Может погибнуть придется,
В тюрьмах и шахтах сырых,
Дело ж само останется,
Для поколений других...
Была и поэзия в лице сестер Гофштеттер, особенно красивой, нежной, словно фарфоровой, Люси, к которой, признаюсь, я был неравнодушен.
Я бы не все сказал о коммуне, если бы не упомянул о дворне Лизогуба. Бывшие крепостные люди смотрели на нас с превеликим удивлением и полным непониманием.
-- Чи вы-ж паны, чи так соби?-- спросила меня однажды, кажется, коровница.
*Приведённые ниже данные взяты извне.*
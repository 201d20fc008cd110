//! Limner Paint
//!
//! A CPU painting surface for limner built on tiny-skia. [`Canvas`] binds to
//! a `RasterImage` and implements `DrawContext`, so documents can be
//! rasterized into plain premultiplied RGBA buffers.
//!
//! # Example
//!
//! ```rust
//! use limner_core::{Color, IntSize, RasterImage, Rect};
//! use limner_paint::Canvas;
//!
//! let mut image = RasterImage::new(IntSize::new(32, 32));
//! if let Some(mut canvas) = Canvas::new(&mut image) {
//!     canvas.fill_rect(Rect::new(0.0, 0.0, 16.0, 16.0), Color::BLACK);
//! }
//! assert_eq!(image.pixel(0, 0), Some([0, 0, 0, 255]));
//! ```

mod canvas;
pub mod convert;

pub use canvas::Canvas;

use limner_core::RasterImage;

/// Encode a premultiplied raster as PNG
///
/// Returns `None` for a null image or if encoding fails.
pub fn encode_png(image: &RasterImage) -> Option<Vec<u8>> {
    let pixmap = tiny_skia::PixmapRef::from_bytes(image.data(), image.width(), image.height())?;
    pixmap.encode_png().ok()
}
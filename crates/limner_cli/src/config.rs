//! Render configuration handling
//!
//! Options start from an optional TOML file using the `RenderOptions`
//! schema, e.g.
//!
//! ```toml
//! shape_rendering = "crisp-edges"
//! draw_background = true
//! background = { r = 1.0, g = 1.0, b = 1.0 }
//! fit_to = { mode = "width", value = 512 }
//! ```
//!
//! Command-line flags are layered on top.

use anyhow::{Context, Result};
use limner_core::{Color, IntSize};
use limner_svg::options::BASE_DPI;
use limner_svg::{FitTo, RenderOptions};
use std::fs;
use std::path::Path;

/// Settings given on the command line
#[derive(Debug, Default)]
pub struct Overrides {
    pub dpi_scale: Option<f32>,
    pub background: Option<Color>,
    pub fit_to: Option<FitTo>,
}

/// Load options from `path`, or the defaults when there is none
pub fn load_options(path: Option<&Path>) -> Result<RenderOptions> {
    let Some(path) = path else {
        return Ok(RenderOptions::default());
    };

    let content = fs::read_to_string(path)
        .with_context(|| format!("Failed to read {}", path.display()))?;

    RenderOptions::from_toml(&content)
        .with_context(|| format!("Failed to parse {}", path.display()))
}

/// Apply command-line settings to `options`
pub fn apply_overrides(options: &mut RenderOptions, overrides: &Overrides) {
    if let Some(color) = overrides.background {
        options.background = color;
        options.draw_background = true;
    }
    if let Some(fit_to) = overrides.fit_to {
        options.fit_to = fit_to;
    }
}

/// Device scale factor for the renderer
///
/// An explicit `--dpi-scale` wins; otherwise the configured dpi is turned
/// back into a scale factor, since loads derive dpi from it.
pub fn scale_factor(options: &RenderOptions, overrides: &Overrides) -> f32 {
    overrides.dpi_scale.unwrap_or(options.dpi / BASE_DPI)
}

/// Parse `WIDTHxHEIGHT`
pub fn parse_size(s: &str) -> std::result::Result<IntSize, String> {
    let (w, h) = s
        .split_once(['x', 'X'])
        .ok_or_else(|| format!("expected WIDTHxHEIGHT, got '{}'", s))?;

    let width: u32 = w.trim().parse().map_err(|_| format!("invalid width '{}'", w))?;
    let height: u32 = h.trim().parse().map_err(|_| format!("invalid height '{}'", h))?;

    if width == 0 || height == 0 {
        return Err(format!("size must be non-zero, got {}x{}", width, height));
    }
    Ok(IntSize::new(width, height))
}

/// Parse `#rrggbb` or `#rrggbbaa`
pub fn parse_color(s: &str) -> std::result::Result<Color, String> {
    let hex = s.strip_prefix('#').unwrap_or(s);
    let value = u32::from_str_radix(hex, 16).map_err(|_| format!("invalid color '{}'", s))?;

    match hex.len() {
        6 => Ok(Color::from_hex(value)),
        8 => Ok(Color::from_hex(value >> 8).with_alpha((value & 0xFF) as f32 / 255.0)),
        _ => Err(format!("expected #rrggbb or #rrggbbaa, got '{}'", s)),
    }
}

#[cfg(test)]
mod tests {
    use super::*;

    #[test]
    fn test_parse_size() {
        assert_eq!(parse_size("64x32"), Ok(IntSize::new(64, 32)));
        assert_eq!(parse_size("8X8"), Ok(IntSize::new(8, 8)));
        assert!(parse_size("64").is_err());
        assert!(parse_size("0x10").is_err());
        assert!(parse_size("ax10").is_err());
    }

    #[test]
    fn test_parse_color() {
        assert_eq!(parse_color("#ffffff"), Ok(Color::WHITE));
        assert_eq!(parse_color("000000"), Ok(Color::BLACK));
        assert_eq!(parse_color("#00000000"), Ok(Color::TRANSPARENT));
        assert!(parse_color("#fff").is_err());
        assert!(parse_color("#gggggg").is_err());
    }

    #[test]
    fn test_overrides() {
        let mut options = RenderOptions::default();
        let overrides = Overrides {
            dpi_scale: None,
            background: Some(Color::BLACK),
            fit_to: Some(FitTo::Zoom(2.0)),
        };
        apply_overrides(&mut options, &overrides);

        assert!(options.draw_background);
        assert_eq!(options.background, Color::BLACK);
        assert_eq!(options.fit_to, FitTo::Zoom(2.0));
        assert_eq!(scale_factor(&options, &overrides), 1.0);
    }

    #[test]
    fn test_scale_factor_from_dpi() {
        let options = RenderOptions {
            dpi: 192.0,
            ..Default::default()
        };
        assert_eq!(scale_factor(&options, &Overrides::default()), 2.0);

        let explicit = Overrides {
            dpi_scale: Some(3.0),
            ..Default::default()
        };
        assert_eq!(scale_factor(&options, &explicit), 3.0);
    }

    #[test]
    fn test_load_options_from_file() {
        let path = std::env::temp_dir().join(format!("limner-options-{}.toml", std::process::id()));
        fs::write(&path, "draw_background = true\nfont_size = 16.0\n").unwrap();

        let options = load_options(Some(&path)).unwrap();
        fs::remove_file(&path).unwrap();

        assert!(options.draw_background);
        assert_eq!(options.font_size, 16.0);
    }

    #[test]
    fn test_load_options_missing_file() {
        let err = load_options(Some(Path::new("/nonexistent/limner.toml"))).unwrap_err();
        assert!(err.to_string().contains("Failed to read"));
        assert_eq!(load_options(None).unwrap(), RenderOptions::default());
    }
}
И в этом вопросе необыкновенно рельефно выразился взгляд на нас окружающих. Мы были с ними необыкновенно любезны, обращались не иначе, как на "вы", при случае возбуждали их против самих себя, указывая на привилегированное положение "панов", но в то же время, с их точки зрения, мы ничего не делали и приводили, оказывается, лишь в недоумение: "паны" мы, "чи так соби", т. е. нечто совершенно неопределенное.
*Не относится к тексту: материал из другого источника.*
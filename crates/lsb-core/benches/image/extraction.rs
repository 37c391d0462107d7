use criterion::{criterion_group, criterion_main, Criterion};
use lsb_core::media::image::lsb_codec::{embed_bits, extract_bits};
use lsb_core::media::{LsbCodecOptions, PixelBuffer};
use lsb_core::{frame, Frame};

pub fn image_extraction(c: &mut Criterion) {
    c.bench_function("Image Extraction", |b| {
        let opts = LsbCodecOptions::default();
        let mut img = PixelBuffer::from(image::RgbImage::new(512, 512));
        let secret = frame::build("txt", &[42; 64 * 1024]).expect("Cannot build frame");
        embed_bits(&mut img, &secret, &opts).expect("Cannot embed secret message");

        b.iter(|| {
            let bits = extract_bits(&img, &opts).expect("Cannot extract frame");
            Frame::from_bit_stream(&bits).expect("Cannot parse frame")
        })
    });
}

criterion_group!(benches, image_extraction);
criterion_main!(benches);
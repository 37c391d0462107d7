pub mod embed;
pub mod extract;

/// extension stored for payloads that do not come with one
pub const DEFAULT_EXTENSION: &str = "bin";
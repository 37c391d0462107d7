use std::path::PathBuf;

use clap::Args;
use lsb_core::LsbCodecOptions;

use crate::CliResult;

/// Extracts a file from a container image
#[derive(Args, Debug)]
pub struct ExtractArgs {
    /// The container image file
    pub container: PathBuf,

    /// The output file for the extracted data, the embedded extension is appended
    #[arg(short, long, default_value = "extracted")]
    pub output: PathBuf,
}

impl ExtractArgs {
    pub fn run(self, options: &LsbCodecOptions) -> CliResult<()> {
        let written = lsb_core::commands::extract(&self.container, &self.output, options)?;
        println!("{}", written.display());

        Ok(())
    }
}
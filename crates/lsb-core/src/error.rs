use image::{ImageError, ImageFormat};
use thiserror::Error;

#[derive(Error, Debug)]
pub enum LsbError {
    /// Represents an extension that cannot be stored in a frame, for example one longer than 255 bytes
    #[error("Invalid extension {extension:?}: {reason}")]
    InvalidExtension { extension: String, reason: String },

    /// Represents a payload whose length does not fit into the 32 bit length field
    #[error("Payload of {0} bytes is too large, at most 4294967295 bytes can be embedded")]
    PayloadTooLarge(usize),

    /// Represents a container that has not enough carrier bits for the whole frame
    #[error(
        "Capacity Error: the container carries {available} bits but the frame requires {required} bits"
    )]
    InsufficientCapacity { required: usize, available: usize },

    /// Represents a frame whose declared length runs past the end of the container
    #[error(
        "Truncated frame: the frame declares {required} bits but the container only carries {available} bits"
    )]
    TruncatedFrame { required: usize, available: usize },

    /// Represents a bitstream that was not produced by the frame builder, for example an image without hidden data
    #[error("Malformed frame: {0}")]
    MalformedFrame(String),

    /// Represents a container the image codec could not decode or encode
    #[error("Container format is not supported")]
    UnsupportedContainerFormat(#[source] ImageError),

    /// Represents an output format that would destroy the embedded bits, for example JPEG
    #[error("Output format {0:?} is not lossless")]
    UnsupportedOutputFormat(ImageFormat),

    /// Represents codec options that cannot address a carrier slot
    #[error("Invalid codec options: {0}")]
    InvalidCodecOptions(String),

    /// Represents raw pixel data that does not match the declared dimensions
    #[error("Invalid pixel buffer: {0}")]
    InvalidPixelBuffer(String),

    #[error("API Error: Missing payload")]
    PayloadNotSet,

    #[error("API Error: Missing carrier image")]
    CarrierNotSet,

    /// Represents a failure to read from input.
    #[error("Read error")]
    ReadError { source: std::io::Error },

    /// Represents a failure to write target file.
    #[error("Write error")]
    WriteError { source: std::io::Error },

    /// Represents all other cases of `std::io::Error`.
    #[error(transparent)]
    IoError(#[from] std::io::Error),
}

impl LsbError {
    pub(crate) fn invalid_extension(extension: &str, reason: impl Into<String>) -> Self {
        Self::InvalidExtension {
            extension: extension.to_owned(),
            reason: reason.into(),
        }
    }
}
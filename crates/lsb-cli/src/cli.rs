use clap::{Parser, Subcommand};
use lsb_core::{LsbCodecOptions, Traversal};

use crate::commands::*;

#[derive(Parser, Debug)]
#[command(name = "lsb", version, about, long_about = None)]
#[command(propagate_version = true)]
pub struct CliArgs {
    /// The number of least significant bits of a color channel used for embedding
    #[arg(short, long, global = true, default_value = "1", value_parser = clap::value_parser!(u8).range(1..=8))]
    pub lsbs: u8,

    /// Scatters the data over the whole image in an order derived from this seed
    #[arg(short, long, global = true)]
    pub seed: Option<u64>,

    /// Use the alpha channel for embedding too
    #[arg(long, global = true)]
    pub with_alpha: bool,

    /// Visit the pixels column by column instead of row by row
    #[arg(long, global = true)]
    pub column_major: bool,

    /// Experimental: image color channel step increment
    #[arg(long = "x-color-step-increment", global = true, default_value = "1", value_parser = clap::value_parser!(u8).range(1..))]
    pub color_step_increment: u8,

    #[command(subcommand)]
    pub command: Commands,
}

impl CliArgs {
    pub fn codec_options(&self) -> LsbCodecOptions {
        let traversal = if self.column_major {
            Traversal::ColumnMajor
        } else {
            Traversal::RowMajor
        };

        LsbCodecOptions::default()
            .with_traversal(traversal)
            .with_alpha_channel(self.with_alpha)
            .with_color_channel_step_increment(self.color_step_increment as usize)
            .with_bits_per_channel(self.lsbs)
            .with_seed(self.seed)
    }
}

#[derive(Subcommand, Debug)]
pub enum Commands {
    Embed(embed::EmbedArgs),
    Extract(extract::ExtractArgs),
    ExtractRaw(extract_raw::ExtractRawArgs),
    Capacity(capacity::CapacityArgs),
    Completion(completion::CompletionArgs),
}
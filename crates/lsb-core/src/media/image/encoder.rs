use std::io::{self, ErrorKind, Write};

use crate::media::codec_options::LsbCodecOptions;
use crate::media::image::iterators::{SlotLayout, Slots};
use crate::media::pixel_buffer::PixelBuffer;

/// Stores one bit in a bit plane of a color channel
pub trait HideBit {
    fn hide_bit(self, bit: bool, plane: u8);
}

impl HideBit for &mut u8 {
    #[inline]
    fn hide_bit(self, bit: bool, plane: u8) {
        *self = (*self & !(1 << plane)) | (u8::from(bit) << plane);
    }
}

/// Writes bits into the carrier slots of a [`PixelBuffer`], one bit per slot.
///
/// As a [`Write`] it only ever stores whole bytes, most significant bit first,
/// and reports `WriteZero` once less than 8 slots are left.
///
/// ## Example of usage
/// ```rust
/// use std::io::Write;
/// use lsb_core::media::image::encoder::LsbWriter;
/// use lsb_core::media::{LsbCodecOptions, PixelBuffer};
///
/// let mut buffer = PixelBuffer::new(4, 4, 3, vec![0xfe; 48]).unwrap();
/// {
///     let mut writer = LsbWriter::new(&mut buffer, &LsbCodecOptions::default());
///     writer.write_all(b"Hi").expect("Cannot write secret message");
/// }
/// // 'H' = 0100_1000
/// assert_eq!(&buffer.as_raw()[..8], &[0xfe, 0xff, 0xfe, 0xfe, 0xff, 0xfe, 0xfe, 0xfe]);
/// ```
pub struct LsbWriter<'a> {
    data: &'a mut [u8],
    slots: Slots,
    written: usize,
}

impl<'a> LsbWriter<'a> {
    /// the options are expected to be validated
    pub fn new(buffer: &'a mut PixelBuffer, options: &LsbCodecOptions) -> Self {
        let slots = SlotLayout::new(buffer, options).into_slots(options.seed);

        Self {
            data: buffer.as_raw_mut(),
            slots,
            written: 0,
        }
    }

    /// Stores `bit` in the next free slot.
    pub fn hide_bit(&mut self, bit: bool) -> io::Result<()> {
        let slot = self.slots.next().ok_or_else(|| {
            io::Error::new(ErrorKind::WriteZero, "no carrier slot left in the image")
        })?;
        self.data[slot.offset].hide_bit(bit, slot.plane);
        self.written += 1;

        Ok(())
    }

    /// slots left for writing
    pub fn remaining(&self) -> usize {
        self.slots.len()
    }

    pub fn bits_written(&self) -> usize {
        self.written
    }
}

impl Write for LsbWriter<'_> {
    fn write(&mut self, buf: &[u8]) -> io::Result<usize> {
        let bytes = buf.len().min(self.remaining() / 8);
        for byte in &buf[..bytes] {
            for i in (0..8).rev() {
                self.hide_bit((byte >> i) & 1 == 1)?;
            }
        }

        Ok(bytes)
    }

    fn flush(&mut self) -> io::Result<()> {
        Ok(())
    }
}

#[cfg(test)]
mod encoder_tests {
    use super::*;
    use crate::test_utils::prepare_5x5_image;

    #[test]
    fn should_only_touch_the_least_significant_bit() {
        let mut c: u8 = 0b1010_1010;
        (&mut c).hide_bit(true, 0);
        assert_eq!(c, 0b1010_1011);
        (&mut c).hide_bit(false, 1);
        assert_eq!(c, 0b1010_1001);
        (&mut c).hide_bit(true, 7);
        assert_eq!(c, 0b1010_1001);
        (&mut c).hide_bit(false, 7);
        assert_eq!(c, 0b0010_1001);
    }

    #[test]
    fn should_write_bits_in_traversal_order() {
        let img = prepare_5x5_image();
        let mut buffer = PixelBuffer::from(img.clone());
        {
            let mut writer = LsbWriter::new(&mut buffer, &LsbCodecOptions::default());
            for _ in 0..4 {
                writer.hide_bit(true).unwrap();
            }
            assert_eq!(writer.bits_written(), 4);
        }

        // (0,0) = (0, 1, 2, 3), (1,0) = (4, 5, 6, 7)
        assert_eq!(buffer.pixel(0, 0), &[1, 1, 3, 3]);
        assert_eq!(buffer.pixel(1, 0), &[5, 5, 6, 7]);
        assert_eq!(buffer.pixel(2, 0), img.get_pixel(2, 0).0.as_slice());
    }

    #[test]
    fn should_refuse_to_write_beyond_the_last_slot() {
        let mut buffer = PixelBuffer::new(1, 1, 3, vec![0; 3]).unwrap();
        let mut writer = LsbWriter::new(&mut buffer, &LsbCodecOptions::default());

        for _ in 0..3 {
            writer.hide_bit(false).unwrap();
        }
        let err = writer.hide_bit(false).unwrap_err();
        assert_eq!(err.kind(), ErrorKind::WriteZero);
    }

    #[test]
    fn should_never_write_partial_bytes() {
        // 3 pixels, 9 slots => one byte
        let mut buffer = PixelBuffer::new(3, 1, 3, vec![0; 9]).unwrap();
        let mut writer = LsbWriter::new(&mut buffer, &LsbCodecOptions::default());

        assert_eq!(writer.write(b"ab").unwrap(), 1);
        assert_eq!(writer.write(b"b").unwrap(), 0);
        assert_eq!(writer.remaining(), 1);
        assert_eq!(
            writer.write_all(b"b").unwrap_err().kind(),
            ErrorKind::WriteZero
        );
    }
}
"Коммуна" кончилась для меня довольно просто и, пожалуй, комично. Однажды приехал за мной отец, вызвал меня и предложил ехать домой. Но всем вероятиям я не согласился бы на это, если бы отец не сообщил, что мать моя убивается по мне, "выплакала все глаза". Тяжело мне было расставаться с "коммуною", но любовь к матери преодолела, и я отправился в место жительства родных. Но, увы, с первых же дней меня охватила смертельная тоска. Я скоро убедился, что совершенно не в силах жить интересами глухой провинции. Я буквально не находил себе места. Жизнь в "коммуне" совершила полный переворот в моей психике, и вне этой жизни я не находил уже ничего, что бы захватило меня. Конечно, от родных не могло ускользнуть мое подавленное настроение, и они решили отправить меня к старшему брату, бывшему в то время товарищем прокурора в Казани, полагая, что, под его влиянием, я поступлю в казанский университет. Я охотно на это согласился. Но не брат меня интересовал, к которому я относился отрицательно, как к товарищу-прокурора, и не университет, а -- Волга, привлекавшая всю тогдашнюю молодежь, в глазах которой и Пугачев, и Стенька Разин были героями, стремившимися достигнуть свободы для всего народа. Но еще больше было влияние Волги через Некрасова, воспевавшего великую русскую реку. Смело можно сказать, что не было того собрания, сходки, прогулки, чтобы молодежь в то время не пела:
Выдь на Волгу -- чей стон раздается
Над великою русской рекой?
Этот стон у нас песнью зовется,--
То бурлаки идут бичевой.
И я мечтал "выйти на Волгу" и воочию увидеть бурлацкое горе, а быть может и самому сделаться бурлаком. Нужно ли говорить, что мои стремления шли в полный разрез со взглядами товарища прокурора, и я скоро, по предложению брата, которого мог скомпрометировать, покинул Казань.
Этим и заканчивается моя черниговская история. Из Казани я домой уже не поехал, а осел в Киеве, который, как и Киевская губерния, на долгое время сделался для меня источником духовной жизни.